Nowadays, people have come to understand that Instagram reality is not the same as real reality. We know that behind the carefully curated photo is all the stuff the mom pushed out of the photo, the whisper threats to smile, and the angry kids who were likely bribed to sit and smile. Now we have videos of moms teasing about the struggles of motherhood, inspirational quotes about being the best mother you can be, and more support for mothers in general.

Of course, you still have your groups. Those who support long-term breastfeeding and those who don’t. Vaxers and non-vaxxers. Crunchy moms and moms who feed their kids Kraft Mac n Cheese. When will we learn that we can coexist and that supporting each other is the best way to make us all stronger, better moms?

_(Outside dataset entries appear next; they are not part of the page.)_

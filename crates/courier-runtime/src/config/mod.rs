//! Configuration for courier runtimes.
//!
//! Settings are layered with figment: built-in defaults, then a config file,
//! then `COURIER_*` environment variables.

pub mod error;
pub mod loader;
pub mod schema;
pub mod validation;

pub use error::{ConfigError, ConfigResult};
pub use loader::{ConfigLoader, Profile, load_config, load_config_from_file};
pub use schema::{
    BotConfig, CourierConfig, LogFormat, LogLevel, LogOutput, LoggingConfig, PollConfig,
    SpanEventConfig, UpdateMode, UpdatesConfig, WebhookConfig,
};
pub use validation::validate_config;
//! Files and media attached to messages.

use serde::{Deserialize, Serialize};

/// A file ready to be downloaded with [`ClientConfig::file_download_url`].
///
/// [`ClientConfig::file_download_url`]: crate::ClientConfig::file_download_url
#[derive(Debug, Clone, PartialEq, Eq, Serialize, Deserialize)]
pub struct File {
    /// Identifier for downloading or reusing the file.
    pub file_id: String,
    /// Identifier that is stable across bots; cannot be used to download.
    pub file_unique_id: String,
    /// Size in bytes.
    #[serde(default, skip_serializing_if = "Option::is_none")]
    pub file_size: Option<u64>,
    /// Path to pass to the download endpoint.
    #[serde(default, skip_serializing_if = "Option::is_none")]
    pub file_path: Option<String>,
}

/// One size of a photo or thumbnail.
#[derive(Debug, Clone, PartialEq, Eq, Serialize, Deserialize)]
pub struct PhotoSize {
    pub file_id: String,
    pub file_unique_id: String,
    pub width: u32,
    pub height: u32,
    #[serde(default, skip_serializing_if = "Option::is_none")]
    pub file_size: Option<u64>,
}

/// A general file.
#[derive(Debug, Clone, PartialEq, Eq, Serialize, Deserialize)]
pub struct Document {
    pub file_id: String,
    pub file_unique_id: String,
    #[serde(default, skip_serializing_if = "Option::is_none")]
    pub thumbnail: Option<PhotoSize>,
    #[serde(default, skip_serializing_if = "Option::is_none")]
    pub file_name: Option<String>,
    #[serde(default, skip_serializing_if = "Option::is_none")]
    pub mime_type: Option<String>,
    #[serde(default, skip_serializing_if = "Option::is_none")]
    pub file_size: Option<u64>,
}

/// An audio file treated as music.
#[derive(Debug, Clone, PartialEq, Eq, Serialize, Deserialize)]
pub struct Audio {
    pub file_id: String,
    pub file_unique_id: String,
    /// Duration in seconds.
    pub duration: u32,
    #[serde(default, skip_serializing_if = "Option::is_none")]
    pub performer: Option<String>,
    #[serde(default, skip_serializing_if = "Option::is_none")]
    pub title: Option<String>,
    #[serde(default, skip_serializing_if = "Option::is_none")]
    pub file_name: Option<String>,
    #[serde(default, skip_serializing_if = "Option::is_none")]
    pub mime_type: Option<String>,
    #[serde(default, skip_serializing_if = "Option::is_none")]
    pub file_size: Option<u64>,
}

/// A video file.
#[derive(Debug, Clone, PartialEq, Eq, Serialize, Deserialize)]
pub struct Video {
    pub file_id: String,
    pub file_unique_id: String,
    pub width: u32,
    pub height: u32,
    /// Duration in seconds.
    pub duration: u32,
    #[serde(default, skip_serializing_if = "Option::is_none")]
    pub file_name: Option<String>,
    #[serde(default, skip_serializing_if = "Option::is_none")]
    pub mime_type: Option<String>,
    #[serde(default, skip_serializing_if = "Option::is_none")]
    pub file_size: Option<u64>,
}

/// A voice note.
#[derive(Debug, Clone, PartialEq, Eq, Serialize, Deserialize)]
pub struct Voice {
    pub file_id: String,
    pub file_unique_id: String,
    /// Duration in seconds.
    pub duration: u32,
    #[serde(default, skip_serializing_if = "Option::is_none")]
    pub mime_type: Option<String>,
    #[serde(default, skip_serializing_if = "Option::is_none")]
    pub file_size: Option<u64>,
}

/// A point on the map.
#[derive(Debug, Clone, PartialEq, Serialize, Deserialize)]
pub struct Location {
    pub latitude: f64,
    pub longitude: f64,
    /// Radius of uncertainty in meters.
    #[serde(default, skip_serializing_if = "Option::is_none")]
    pub horizontal_accuracy: Option<f64>,
}

/// A phone contact.
#[derive(Debug, Clone, PartialEq, Eq, Serialize, Deserialize)]
pub struct Contact {
    pub phone_number: String,
    pub first_name: String,
    #[serde(default, skip_serializing_if = "Option::is_none")]
    pub last_name: Option<String>,
    #[serde(default, skip_serializing_if = "Option::is_none")]
    pub user_id: Option<i64>,
}

/// An animated emoji showing a random value.
#[derive(Debug, Clone, PartialEq, Eq, Serialize, Deserialize)]
pub struct Dice {
    pub emoji: String,
    /// 1-6 for dice, darts and bowling; 1-5 for basketball and football;
    /// 1-64 for the slot machine.
    pub value: u8,
}
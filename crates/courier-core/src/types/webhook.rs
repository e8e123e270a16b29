//! Webhook status.

use serde::{Deserialize, Serialize};

/// Current webhook status, as returned by `getWebhookInfo`.
///
/// `url` is empty when the bot uses long polling.
#[derive(Debug, Clone, Default, PartialEq, Eq, Serialize, Deserialize)]
pub struct WebhookInfo {
    pub url: String,
    #[serde(default)]
    pub has_custom_certificate: bool,
    #[serde(default)]
    pub pending_update_count: u32,
    #[serde(default, skip_serializing_if = "Option::is_none")]
    pub ip_address: Option<String>,
    #[serde(default, skip_serializing_if = "Option::is_none")]
    pub last_error_date: Option<i64>,
    #[serde(default, skip_serializing_if = "Option::is_none")]
    pub last_error_message: Option<String>,
    #[serde(default, skip_serializing_if = "Option::is_none")]
    pub last_synchronization_error_date: Option<i64>,
    #[serde(default, skip_serializing_if = "Option::is_none")]
    pub max_connections: Option<u32>,
    #[serde(default, skip_serializing_if = "Vec::is_empty")]
    pub allowed_updates: Vec<String>,
}

impl WebhookInfo {
    /// Returns `true` if a webhook is registered.
    pub fn is_set(&self) -> bool {
        !self.url.is_empty()
    }
}
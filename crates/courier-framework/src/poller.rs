//! Long-polling update source.

use std::sync::Arc;
use std::time::Duration;

use parking_lot::Mutex;
use tokio_util::sync::CancellationToken;
use tracing::{debug, info, trace, warn};

use courier_core::api::GetUpdates;
use courier_core::ApiResult;

use crate::bot::UpdateBatch;
use crate::dispatcher::Dispatcher;

/// Default pause between two polls.
pub const DEFAULT_POLL_INTERVAL: Duration = Duration::from_secs(1);

/// Highest update id handled so far, kept in memory only.
#[derive(Debug, Clone, Copy, Default, PartialEq, Eq)]
pub struct PollCursor {
    last: i64,
}

impl PollCursor {
    pub fn new() -> Self {
        Self::default()
    }

    /// The highest id handled; zero before the first update.
    pub fn last(&self) -> i64 {
        self.last
    }

    /// The `offset` to request: everything after the cursor.
    pub fn offset(&self) -> i64 {
        self.last + 1
    }

    /// Whether `update_id` is newer than the cursor.
    pub fn accept(&self, update_id: i64) -> bool {
        update_id > self.last
    }

    /// Moves the cursor to `max_id`. Never moves backwards.
    pub fn advance(&mut self, max_id: i64) {
        if max_id > self.last {
            self.last = max_id;
        }
    }
}

/// Settings of the polling loop.
#[derive(Debug, Clone)]
pub struct PollOptions {
    /// Pause before each poll.
    pub interval: Duration,
    /// Long polling timeout in seconds passed to `getUpdates`.
    pub timeout_secs: u32,
    /// Maximum updates per batch.
    pub limit: Option<u32>,
    /// Kinds to receive; empty keeps the service's previous setting.
    pub allowed_updates: Vec<String>,
    /// Discard updates queued before polling starts.
    pub drop_pending_updates: bool,
}

impl Default for PollOptions {
    fn default() -> Self {
        Self {
            interval: DEFAULT_POLL_INTERVAL,
            timeout_secs: 0,
            limit: None,
            allowed_updates: Vec::new(),
            drop_pending_updates: false,
        }
    }
}

/// Pulls updates with `getUpdates` and routes them through a [`Dispatcher`].
///
/// Polls are serial: the next request is only sent after every update of
/// the previous batch has been handled. The cursor moves to the highest id
/// of a batch after the whole batch is routed, so a crash mid-batch causes
/// at most that batch to be delivered again.
pub struct Poller {
    dispatcher: Arc<Dispatcher>,
    options: PollOptions,
    cursor: Mutex<PollCursor>,
}

impl Poller {
    pub fn new(dispatcher: Arc<Dispatcher>, options: PollOptions) -> Self {
        Self {
            dispatcher,
            options,
            cursor: Mutex::new(PollCursor::new()),
        }
    }

    pub fn cursor(&self) -> PollCursor {
        *self.cursor.lock()
    }

    /// Fetches and routes one batch. Returns the number of updates routed.
    pub async fn poll_once(&self) -> ApiResult<usize> {
        let batch = self.fetch().await?;
        Ok(self.process(batch).await)
    }

    /// Polls until `shutdown` is cancelled.
    ///
    /// A configured webhook is removed first, as the service refuses
    /// `getUpdates` while one is set. Failed polls are logged and retried
    /// at the next tick. Cancellation is observed while waiting or fetching,
    /// never while a batch is being routed.
    pub async fn run_until(&self, shutdown: CancellationToken) {
        let bot = self.dispatcher.bot();
        if let Err(e) = bot.delete_webhook(self.options.drop_pending_updates).await {
            warn!(error = %e, "Failed to delete webhook before polling");
        }

        info!(interval = ?self.options.interval, "Polling for updates");

        loop {
            tokio::select! {
                _ = shutdown.cancelled() => break,
                _ = tokio::time::sleep(self.options.interval) => {}
            }

            let batch = tokio::select! {
                _ = shutdown.cancelled() => break,
                batch = self.fetch() => batch,
            };

            match batch {
                Ok(batch) => {
                    self.process(batch).await;
                }
                Err(e) => {
                    warn!(error = %e, offset = self.cursor().offset(), "Error while polling");
                }
            }
        }

        info!(last_update_id = self.cursor().last(), "Polling stopped");
    }

    async fn fetch(&self) -> ApiResult<UpdateBatch> {
        let request = GetUpdates {
            offset: Some(self.cursor().offset()),
            limit: self.options.limit,
            timeout: Some(self.options.timeout_secs),
            allowed_updates: self.options.allowed_updates.clone(),
        };
        trace!(offset = ?request.offset, "Polling");
        self.dispatcher.bot().fetch_updates(&request).await
    }

    async fn process(&self, batch: UpdateBatch) -> usize {
        let UpdateBatch {
            mut updates,
            max_id,
        } = batch;
        let cursor = self.cursor();

        updates.sort_by_key(|u| u.update_id);
        updates.retain(|u| {
            let fresh = cursor.accept(u.update_id);
            if !fresh {
                debug!(update_id = u.update_id, "Skipping already handled update");
            }
            fresh
        });

        let routed = updates.len();
        for update in updates {
            self.dispatcher.handle_update(update).await;
        }

        if let Some(max_id) = max_id {
            self.cursor.lock().advance(max_id);
        }
        routed
    }
}

impl std::fmt::Debug for Poller {
    fn fmt(&self, f: &mut std::fmt::Formatter<'_>) -> std::fmt::Result {
        f.debug_struct("Poller")
            .field("options", &self.options)
            .field("cursor", &self.cursor())
            .finish_non_exhaustive()
    }
}

#[cfg(test)]
mod tests {
    use serde_json::{Value, json};
    use wiremock::matchers::{body_partial_json, path};
    use wiremock::{Mock, MockServer, ResponseTemplate};

    use courier_core::ClientConfig;
    use courier_core::types::Message;

    use super::*;
    use crate::bot::Bot;

    fn message(id: i64) -> Value {
        json!({
            "update_id": id,
            "message": {
                "message_id": id,
                "date": 0,
                "chat": {"id": 1, "type": "private"},
                "text": format!("m{id}")
            }
        })
    }

    fn batch(ids: &[i64]) -> ResponseTemplate {
        let updates: Vec<Value> = ids.iter().copied().map(message).collect();
        ResponseTemplate::new(200).set_body_json(json!({"ok": true, "result": updates}))
    }

    async fn mount_batch(server: &MockServer, offset: i64, ids: &[i64]) {
        Mock::given(path("/bot1:t/getUpdates"))
            .and(body_partial_json(json!({"offset": offset})))
            .respond_with(batch(ids))
            .mount(server)
            .await;
    }

    fn recording_poller(server: &MockServer) -> (Poller, Arc<Mutex<Vec<i64>>>) {
        let seen = Arc::new(Mutex::new(Vec::new()));
        let bot = Bot::new(ClientConfig::new("1:t").with_api_url(server.uri())).unwrap();
        let mut dispatcher = Dispatcher::new(bot);

        let recorded = seen.clone();
        dispatcher.on_message(move |message: Message| {
            let recorded = recorded.clone();
            async move {
                recorded.lock().push(message.message_id);
            }
        });

        let options = PollOptions {
            interval: Duration::from_millis(10),
            ..PollOptions::default()
        };
        (Poller::new(Arc::new(dispatcher), options), seen)
    }

    #[test]
    fn cursor_never_moves_backwards() {
        let mut cursor = PollCursor::new();
        assert_eq!(cursor.offset(), 1);

        cursor.advance(10);
        cursor.advance(4);
        assert_eq!(cursor.last(), 10);
        assert_eq!(cursor.offset(), 11);
        assert!(!cursor.accept(10));
        assert!(cursor.accept(11));
    }

    #[tokio::test]
    async fn cursor_follows_batch_maximum() {
        let server = MockServer::start().await;
        mount_batch(&server, 1, &[1, 2, 3]).await;
        mount_batch(&server, 4, &[4, 5]).await;
        mount_batch(&server, 6, &[6]).await;

        let (poller, seen) = recording_poller(&server);

        assert_eq!(poller.poll_once().await.unwrap(), 3);
        assert_eq!(poller.cursor().last(), 3);
        assert_eq!(poller.poll_once().await.unwrap(), 2);
        assert_eq!(poller.cursor().last(), 5);
        assert_eq!(poller.poll_once().await.unwrap(), 1);
        assert_eq!(poller.cursor().last(), 6);

        assert_eq!(*seen.lock(), vec![1, 2, 3, 4, 5, 6]);
    }

    #[tokio::test]
    async fn batch_is_routed_in_ascending_order() {
        let server = MockServer::start().await;
        mount_batch(&server, 1, &[9, 7, 8]).await;

        let (poller, seen) = recording_poller(&server);
        poller.poll_once().await.unwrap();

        assert_eq!(*seen.lock(), vec![7, 8, 9]);
        assert_eq!(poller.cursor().last(), 9);
    }

    #[tokio::test]
    async fn stale_updates_are_not_routed_twice() {
        let server = MockServer::start().await;
        mount_batch(&server, 1, &[1, 2]).await;
        mount_batch(&server, 3, &[2, 3]).await;

        let (poller, seen) = recording_poller(&server);
        poller.poll_once().await.unwrap();
        assert_eq!(poller.poll_once().await.unwrap(), 1);

        assert_eq!(*seen.lock(), vec![1, 2, 3]);
    }

    #[tokio::test]
    async fn malformed_last_update_still_advances_cursor() {
        let server = MockServer::start().await;
        Mock::given(path("/bot1:t/getUpdates"))
            .respond_with(ResponseTemplate::new(200).set_body_json(json!({
                "ok": true,
                "result": [message(1), {"update_id": 2, "message": 42}]
            })))
            .mount(&server)
            .await;

        let (poller, seen) = recording_poller(&server);
        assert_eq!(poller.poll_once().await.unwrap(), 1);
        assert_eq!(poller.cursor().last(), 2);
        assert_eq!(*seen.lock(), vec![1]);
    }

    #[tokio::test]
    async fn failed_poll_keeps_cursor() {
        let server = MockServer::start().await;
        Mock::given(path("/bot1:t/getUpdates"))
            .respond_with(ResponseTemplate::new(502).set_body_string("Bad Gateway"))
            .mount(&server)
            .await;

        let (poller, _) = recording_poller(&server);
        let err = tokio_test::assert_err!(poller.poll_once().await);
        assert!(err.is_transport());
        assert_eq!(poller.cursor().last(), 0);
    }

    #[tokio::test]
    async fn run_until_survives_errors_and_stops_on_cancel() {
        let server = MockServer::start().await;
        Mock::given(path("/bot1:t/deleteWebhook"))
            .respond_with(ResponseTemplate::new(200).set_body_json(json!({"ok": true, "result": true})))
            .expect(1)
            .mount(&server)
            .await;
        Mock::given(path("/bot1:t/getUpdates"))
            .respond_with(ResponseTemplate::new(502).set_body_string("Bad Gateway"))
            .up_to_n_times(2)
            .mount(&server)
            .await;
        mount_batch(&server, 1, &[1, 2]).await;
        mount_batch(&server, 3, &[]).await;

        let (poller, seen) = recording_poller(&server);
        let poller = Arc::new(poller);
        let shutdown = CancellationToken::new();
        let task = tokio::spawn({
            let poller = poller.clone();
            let shutdown = shutdown.clone();
            async move { poller.run_until(shutdown).await }
        });

        for _ in 0..200 {
            if seen.lock().len() == 2 {
                break;
            }
            tokio::time::sleep(Duration::from_millis(10)).await;
        }
        shutdown.cancel();
        task.await.unwrap();

        assert_eq!(*seen.lock(), vec![1, 2]);
        assert_eq!(poller.cursor().last(), 2);
    }
}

And although I have seen, and experienced, some really hateful mom-shaming in my day, I have seen far more positives in the last few years. I find more moms telling each other that their decisions are theirs, and they support them either way. I have watched homeschooling families open their figurative doors to families who made the decision to homeschool last minute because of the pandemic, offering supports, resources, and encouragement when things were really hard during the adjustment period. I have watched mothers embrace motherhood more than they ever did before, because now they were home with their babies and recognized how much they wanted to be involved in their everyday lives. I have also watched spouses step up and help their child’s mother because after being home during COVID, they finally see and experience what it's like to be in mom's shoes all day every day

So even though social media can be divisive and can sometimes draw hate, it can also bring people together. It can offer support to mothers when they don’t have a village to support them. It offers them a place to feel like things are relatable and it makes them feel less alone.

Mom shaming doesn’t have to exist, but to be honest, I’m doubtful that it will ever go away. Mom shaming isn’t something new. For generations, mothers have been judging each other for the way their children are raised. However, we now have tools to voice our opinions about how others raise their children in almost an automatic fashion- social media. People are judgmental, and we all have different ways we parent. Some people will be supportive of that, and some won’t. Some will understand that everyone makes their own choices, and others will feel that their way is the only way.

The best thing we can do as parents, particularly as mothers, is to present so much support and love that people notice the good over the bad, just like I’ve seen over the last year.

*Note on the third sentence in the above paragraph. I wrote that without even thinking- “don’t judge”- because I innately felt that I was going to be judged for my decision to feed them Costco hotdogs. THAT is what mom-shaming has done to mothers- made them feel like they need to defend every decision they make with justification to fit someone else's belief.